The only good metaphor is a dead metaphor.

Comment author: Mycelia 20 January 2010 10:09:32PM -2 points [-]

I assume you're joking... Otherwise this statement is incredibly ignorant. I guess art is worthless to you?

Comment author: RobinZ 20 January 2010 10:32:24PM 0 points [-]

I'm going to guess that Kennaway was criticizing argument by analogy, not rhetoric.

Comment author: RichardKennaway 20 January 2010 11:56:56PM 0 points [-]

Actually, I'm wary of any sort of rhetoric. The simple truth should be simply said.

Comment author: RobinZ 21 January 2010 12:31:13AM 4 points [-]

Simple speaking is harder to abuse, as Orwell noted in "Politics and the English Language", but I would prefer not to make a categorical ban on imagery.

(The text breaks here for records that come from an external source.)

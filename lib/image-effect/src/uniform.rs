//! Named parameters consumed by a per-pixel program.
//!
//! An effect declares its uniforms up front; the host records new values with
//! [`UniformBinding::set`] and [`UniformBinding::flush`] pushes only the values
//! that changed into the effect right before the next render pass.

use crate::{Effect, ImageEffectError, ImageEffectResult};

#[derive(Debug, Clone, Copy, PartialEq, Eq)]
pub enum UniformKind {
    Float,
    Float2,
    Int,
}

#[derive(Debug, Clone, Copy, PartialEq)]
pub enum UniformValue {
    Float(f32),
    Float2([f32; 2]),
    Int(i32),
}

impl UniformValue {
    pub fn kind(&self) -> UniformKind {
        match self {
            UniformValue::Float(_) => UniformKind::Float,
            UniformValue::Float2(_) => UniformKind::Float2,
            UniformValue::Int(_) => UniformKind::Int,
        }
    }
}

#[derive(Debug, Clone, Copy, PartialEq, Eq)]
pub struct UniformDecl {
    pub name: &'static str,
    pub kind: UniformKind,
}

impl UniformDecl {
    pub const fn new(name: &'static str, kind: UniformKind) -> Self {
        Self { name, kind }
    }
}

/// Checks a declaration list the way a program compiler would.
pub fn validate_decls(decls: &[UniformDecl]) -> ImageEffectResult<()> {
    for (i, decl) in decls.iter().enumerate() {
        if decl.name.is_empty() {
            return Err(ImageEffectError::Unavailable(format!(
                "uniform #{i} has an empty name"
            )));
        }

        if decls[..i].iter().any(|other| other.name == decl.name) {
            return Err(ImageEffectError::Unavailable(format!(
                "uniform `{}` declared twice",
                decl.name
            )));
        }
    }

    Ok(())
}

#[derive(Debug, Clone)]
struct Slot {
    decl: UniformDecl,
    value: Option<UniformValue>,
    dirty: bool,
}

#[derive(Debug, Clone)]
pub struct UniformBinding {
    slots: Vec<Slot>,
}

impl UniformBinding {
    pub fn new(decls: &[UniformDecl]) -> Self {
        Self {
            slots: decls
                .iter()
                .map(|decl| Slot {
                    decl: *decl,
                    value: None,
                    dirty: false,
                })
                .collect(),
        }
    }

    pub fn for_effect(effect: &dyn Effect) -> Self {
        Self::new(effect.uniforms())
    }

    /// Records `value` for `name`. Returns whether the bound value changed.
    pub fn try_set(&mut self, name: &str, value: UniformValue) -> ImageEffectResult<bool> {
        let slot = self
            .slots
            .iter_mut()
            .find(|slot| slot.decl.name == name)
            .ok_or_else(|| ImageEffectError::UnknownUniform(name.to_string()))?;

        if slot.decl.kind != value.kind() {
            return Err(ImageEffectError::UniformType {
                name: name.to_string(),
                expected: slot.decl.kind,
                actual: value.kind(),
            });
        }

        if slot.value == Some(value) {
            return Ok(false);
        }

        slot.value = Some(value);
        slot.dirty = true;
        Ok(true)
    }

    /// Like [`Self::try_set`], but a name or kind the effect does not declare
    /// is a programming error: it panics in debug builds and is dropped in release.
    pub fn set(&mut self, name: &str, value: UniformValue) -> bool {
        match self.try_set(name, value) {
            Ok(changed) => changed,
            Err(e) => {
                debug_assert!(false, "{e}");
                log::warn!("ignore uniform update: {e}");
                false
            }
        }
    }

    pub fn get(&self, name: &str) -> Option<UniformValue> {
        self.slots
            .iter()
            .find(|slot| slot.decl.name == name)
            .and_then(|slot| slot.value)
    }

    pub fn is_dirty(&self) -> bool {
        self.slots.iter().any(|slot| slot.dirty)
    }

    pub fn decls(&self) -> impl Iterator<Item = &UniformDecl> {
        self.slots.iter().map(|slot| &slot.decl)
    }

    /// Pushes every changed value into `effect`. Returns how many were pushed.
    pub fn flush(&mut self, effect: &mut dyn Effect) -> ImageEffectResult<usize> {
        let mut pushed = 0;

        for slot in self.slots.iter_mut().filter(|slot| slot.dirty) {
            if let Some(value) = slot.value {
                effect.set_uniform(slot.decl.name, value)?;
                pushed += 1;
            }
            slot.dirty = false;
        }

        Ok(pushed)
    }
}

Not only is it aesthetically pleasing, a true metaphor (such as, I don't know, "the map is not the territory") is no less true because it is not literal. The problem lies when speech departs from reality, not in the fashion of speaking which does so.

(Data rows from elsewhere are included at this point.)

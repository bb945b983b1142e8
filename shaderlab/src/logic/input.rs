//! Input events as the host delivers them to a screen.
//!
//! On the command line an event is `name=value`, optionally prefixed with
//! `@frame:` to deliver it right before that frame is rendered.

use std::{fmt, str::FromStr};

#[derive(Debug, Clone, Copy, PartialEq, Eq, Default)]
pub struct ViewportSize {
    pub width: u32,
    pub height: u32,
}

impl ViewportSize {
    pub const fn new(width: u32, height: u32) -> Self {
        Self { width, height }
    }
}

impl From<(u32, u32)> for ViewportSize {
    fn from((width, height): (u32, u32)) -> Self {
        Self::new(width, height)
    }
}

impl fmt::Display for ViewportSize {
    fn fmt(&self, f: &mut fmt::Formatter<'_>) -> fmt::Result {
        write!(f, "{}x{}", self.width, self.height)
    }
}

impl FromStr for ViewportSize {
    type Err = String;

    fn from_str(s: &str) -> Result<Self, Self::Err> {
        let (width, height) = s
            .trim()
            .split_once(['x', 'X'])
            .ok_or_else(|| format!("expected WxH, got [{s}]"))?;

        let parse = |v: &str| {
            v.trim()
                .parse::<u32>()
                .map_err(|e| format!("invalid size [{s}]: {e}"))
        };

        Ok(Self::new(parse(width)?, parse(height)?))
    }
}

#[derive(Debug, Clone, PartialEq)]
pub enum InputEvent {
    /// Severity slider, `[0, 1]`.
    Severity(f32),
    /// Curvature slider, `[1, 10]`.
    Curvature(f32),
    /// Vignette width slider, `[1, 100]`.
    VignetteWidth(f32),
    /// Effect on/off switch.
    Enabled(bool),
    /// Selector option picked by name.
    SelectType(String),
    /// Tap on the selector track at this x coordinate.
    Tap(f32),
    /// The rendered surface was laid out again.
    Resize(ViewportSize),
}

impl FromStr for InputEvent {
    type Err = String;

    fn from_str(s: &str) -> Result<Self, Self::Err> {
        let (name, value) = s
            .split_once('=')
            .ok_or_else(|| format!("expected NAME=VALUE, got [{s}]"))?;
        let value = value.trim();

        let float = || {
            value
                .parse::<f32>()
                .map_err(|e| format!("invalid value for [{name}]: {e}"))
        };

        match name.trim() {
            "severity" => Ok(InputEvent::Severity(float()?)),
            "curvature" => Ok(InputEvent::Curvature(float()?)),
            "vignetteWidth" | "vignette_width" => Ok(InputEvent::VignetteWidth(float()?)),
            "tap" => Ok(InputEvent::Tap(float()?)),
            "enabled" => Ok(InputEvent::Enabled(parse_switch(value)?)),
            "type" if !value.is_empty() => Ok(InputEvent::SelectType(value.to_string())),
            "size" => Ok(InputEvent::Resize(value.parse()?)),
            other => Err(format!("unknown event [{other}={value}]")),
        }
    }
}

fn parse_switch(value: &str) -> Result<bool, String> {
    match value.to_lowercase().as_str() {
        "true" | "on" | "1" => Ok(true),
        "false" | "off" | "0" => Ok(false),
        _ => Err(format!("invalid switch value [{value}]")),
    }
}

/// An event bound to the frame before which it is delivered.
#[derive(Debug, Clone, PartialEq)]
pub struct ScriptedEvent {
    pub frame: u32,
    pub event: InputEvent,
}

impl FromStr for ScriptedEvent {
    type Err = String;

    fn from_str(s: &str) -> Result<Self, Self::Err> {
        let s = s.trim();

        let Some(rest) = s.strip_prefix('@') else {
            return Ok(Self {
                frame: 0,
                event: s.parse()?,
            });
        };

        let (frame, event) = rest
            .split_once(':')
            .ok_or_else(|| format!("expected @FRAME:NAME=VALUE, got [{s}]"))?;

        Ok(Self {
            frame: frame
                .trim()
                .parse()
                .map_err(|e| format!("invalid frame in [{s}]: {e}"))?,
            event: event.parse()?,
        })
    }
}

#[cfg(test)]
mod tests {
    use super::*;

    #[test]
    fn test_parse_sliders() {
        assert_eq!("severity=0.35".parse(), Ok(InputEvent::Severity(0.35)));
        assert_eq!("curvature = 4".parse(), Ok(InputEvent::Curvature(4.0)));
        assert_eq!(
            "vignetteWidth=50".parse(),
            Ok(InputEvent::VignetteWidth(50.0))
        );
        assert_eq!(
            "vignette_width=50".parse(),
            Ok(InputEvent::VignetteWidth(50.0))
        );
    }

    #[test]
    fn test_parse_switch_and_selector() {
        assert_eq!("enabled=off".parse(), Ok(InputEvent::Enabled(false)));
        assert_eq!("enabled=TRUE".parse(), Ok(InputEvent::Enabled(true)));
        assert_eq!(
            "type=Protanomaly".parse(),
            Ok(InputEvent::SelectType("Protanomaly".into()))
        );
        assert_eq!("tap=120.5".parse(), Ok(InputEvent::Tap(120.5)));
        assert!("enabled=maybe".parse::<InputEvent>().is_err());
        assert!("type=".parse::<InputEvent>().is_err());
    }

    #[test]
    fn test_parse_size() {
        assert_eq!(
            "size=300x200".parse(),
            Ok(InputEvent::Resize(ViewportSize::new(300, 200)))
        );
        assert_eq!("0X0".parse(), Ok(ViewportSize::default()));
        assert!("300".parse::<ViewportSize>().is_err());
        assert!("ax3".parse::<ViewportSize>().is_err());
        assert_eq!(ViewportSize::new(4, 5).to_string(), "4x5");
    }

    #[test]
    fn test_parse_scripted() {
        assert_eq!(
            "@12:severity=1".parse(),
            Ok(ScriptedEvent {
                frame: 12,
                event: InputEvent::Severity(1.0)
            })
        );
        assert_eq!("severity=1".parse::<ScriptedEvent>().map(|e| e.frame), Ok(0));
        assert!("@x:severity=1".parse::<ScriptedEvent>().is_err());
        assert!("@3severity=1".parse::<ScriptedEvent>().is_err());
        assert!("brightness=1".parse::<ScriptedEvent>().is_err());
    }
}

Comment author: RichardKennaway 21 January 2010 01:19:42AM 9 points [-]

On further consideration, I have changed my view of this. Even simplicity can be a rhetorical device, and for its use by the Dark Side, just look at any political advertisement. The thing to be wary of is language that sounds like an argument without actually being one.

Comment author: RichardKennaway 20 January 2010 10:54:08PM *  3 points [-]

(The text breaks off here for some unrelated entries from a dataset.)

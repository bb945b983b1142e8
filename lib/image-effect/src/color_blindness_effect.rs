//! Color vision deficiency simulation.
//!
//! The severity slider selects two neighbouring deciles of the matrix table and
//! blends them, so the simulated deficiency changes continuously between the
//! tabulated severities.

use crate::{
    Effect, ImageEffectError, ImageEffectResult, clamp_param,
    color::Rgba,
    math::{Vec2, fract, lerp, saturate},
    matrix_table::{self, DeficiencyType, MAX_DECILE, Mat3},
    sampler::Sampler,
    uniform::{UniformDecl, UniformKind, UniformValue},
};
use derivative::Derivative;
use derive_setters::Setters;

pub const SEVERITY_UNIFORM: &str = "severity";
pub const TYPE_UNIFORM: &str = "colorblindType";

static UNIFORMS: &[UniformDecl] = &[
    UniformDecl::new(SEVERITY_UNIFORM, UniformKind::Float),
    UniformDecl::new(TYPE_UNIFORM, UniformKind::Int),
];

// Scaled severities this close to a whole decile count as that decile.
const DECILE_SNAP: f32 = 1e-5;

#[derive(Debug, Clone, Copy, PartialEq, Derivative, Setters)]
#[derivative(Default)]
#[setters(prefix = "with_")]
#[non_exhaustive]
pub struct ColorBlindnessParams {
    #[derivative(Default(value = "0.5"))]
    #[setters(skip)]
    severity: f32,

    pub deficiency: DeficiencyType,
}

impl ColorBlindnessParams {
    pub fn new() -> Self {
        Self::default()
    }

    pub fn severity(&self) -> f32 {
        self.severity
    }

    pub fn deficiency(&self) -> DeficiencyType {
        self.deficiency
    }

    /// Severity in `[0, 1]`; out of range values are clamped.
    pub fn with_severity(mut self, severity: f32) -> Self {
        self.set_severity(severity);
        self
    }

    pub fn set_severity(&mut self, severity: f32) {
        self.severity = clamp_param(SEVERITY_UNIFORM, severity, 0.0, 1.0);
    }

    pub fn set_deficiency(&mut self, deficiency: DeficiencyType) {
        self.deficiency = deficiency;
    }
}

/// The two deciles bracketing a severity and the blend weight between them.
#[derive(Debug, Clone, Copy, PartialEq)]
pub struct DecileBlend {
    pub lower: usize,
    pub upper: usize,
    pub weight: f32,
}

impl DecileBlend {
    pub fn new(severity: f32) -> Self {
        let severity = clamp_param(SEVERITY_UNIFORM, severity, 0.0, 1.0);
        let scaled = snap(severity * 10.0);
        let lower = decile(scaled);
        let upper = decile(snap((severity + 0.1) * 10.0)).max(lower);

        let weight = if lower == MAX_DECILE { 0.0 } else { fract(scaled) };

        Self {
            lower,
            upper,
            weight,
        }
    }
}

fn snap(scaled: f32) -> f32 {
    let nearest = scaled.round();
    if (scaled - nearest).abs() <= DECILE_SNAP {
        nearest
    } else {
        scaled
    }
}

fn decile(scaled: f32) -> usize {
    (scaled.floor().max(0.0) as usize).min(MAX_DECILE)
}

/// Table matrix for `params`, interpolated row by row between the bracketing deciles.
pub fn interpolated_matrix(params: &ColorBlindnessParams) -> Mat3 {
    let blend = DecileBlend::new(params.severity);
    let low = matrix_table::matrix(params.deficiency, blend.lower);
    let high = matrix_table::matrix(params.deficiency, blend.upper);

    let mut out = [[0.0; 3]; 3];
    for (row, (a, b)) in out.iter_mut().zip(low.iter().zip(high.iter())) {
        for (v, (&a, &b)) in row.iter_mut().zip(a.iter().zip(b.iter())) {
            *v = lerp(a, b, blend.weight);
        }
    }
    out
}

pub fn transform(matrix: &Mat3, color: Rgba) -> Rgba {
    let rgb = color.rgb();
    let dot = |row: &[f32; 3]| saturate(row[0] * rgb[0] + row[1] * rgb[1] + row[2] * rgb[2]);

    Rgba::opaque(dot(&matrix[0]), dot(&matrix[1]), dot(&matrix[2]))
}

/// Simulated perception of `color`. Opaque, channels in `[0, 1]`.
pub fn simulate(color: Rgba, params: &ColorBlindnessParams) -> Rgba {
    transform(&interpolated_matrix(params), color)
}

#[derive(Debug, Clone)]
pub struct ColorBlindnessEffect {
    params: ColorBlindnessParams,
    matrix: Mat3,
}

impl Default for ColorBlindnessEffect {
    fn default() -> Self {
        Self::new(ColorBlindnessParams::default())
    }
}

impl ColorBlindnessEffect {
    pub fn new(params: ColorBlindnessParams) -> Self {
        Self {
            params,
            matrix: interpolated_matrix(&params),
        }
    }

    pub fn params(&self) -> &ColorBlindnessParams {
        &self.params
    }

    pub fn matrix(&self) -> &Mat3 {
        &self.matrix
    }

    fn update(&mut self, params: ColorBlindnessParams) {
        self.params = params;
        self.matrix = interpolated_matrix(&params);
    }
}

impl Effect for ColorBlindnessEffect {
    fn name(&self) -> &'static str {
        "Color Blindness"
    }

    fn uniforms(&self) -> &'static [UniformDecl] {
        UNIFORMS
    }

    fn set_uniform(&mut self, name: &str, value: UniformValue) -> ImageEffectResult<()> {
        let mut params = self.params;

        match (name, value) {
            (SEVERITY_UNIFORM, UniformValue::Float(severity)) => params.set_severity(severity),
            (TYPE_UNIFORM, UniformValue::Int(code)) => {
                params.set_deficiency(DeficiencyType::from_code_clamped(code))
            }
            (SEVERITY_UNIFORM | TYPE_UNIFORM, value) => {
                return Err(ImageEffectError::InvalidParameter(format!(
                    "{name} does not accept {value:?}"
                )));
            }
            _ => return Err(ImageEffectError::UnknownUniform(name.to_string())),
        }

        self.update(params);
        Ok(())
    }

    fn eval(&self, source: &dyn Sampler, coord: Vec2) -> Rgba {
        transform(&self.matrix, source.sample(coord))
    }
}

Not joking, but speaking to a specific context, that of discourse whose purpose is to arrive at the truth of things. I can appreciate literary art in its place, but its methods tend to obscure the facts.

"Sky spirits" are not a good metaphor for rain, they are a bad explanation. At some time in the distant past it might have been the only explanation that anyone had come up with, but we know better now. There are no sky spirits and there never were. To teach people falsehoods because they cannot understand the truth does them a disservice. The truth is a rock, and though the rain come down, and the streams rise, and the winds blow and beat against a house builded on that rock, yet it does not fall, because it hath a sound foundation. But to understand things by fictions and myths, is like a foolish man who build his house on sand. The rain shall come down, and the streams rise, and the winds blow and beat against that house, and lo, it falls with a great crash, because it hath no foundation. (Ahem. Metaphor. Shamelessly repurposed from another source.)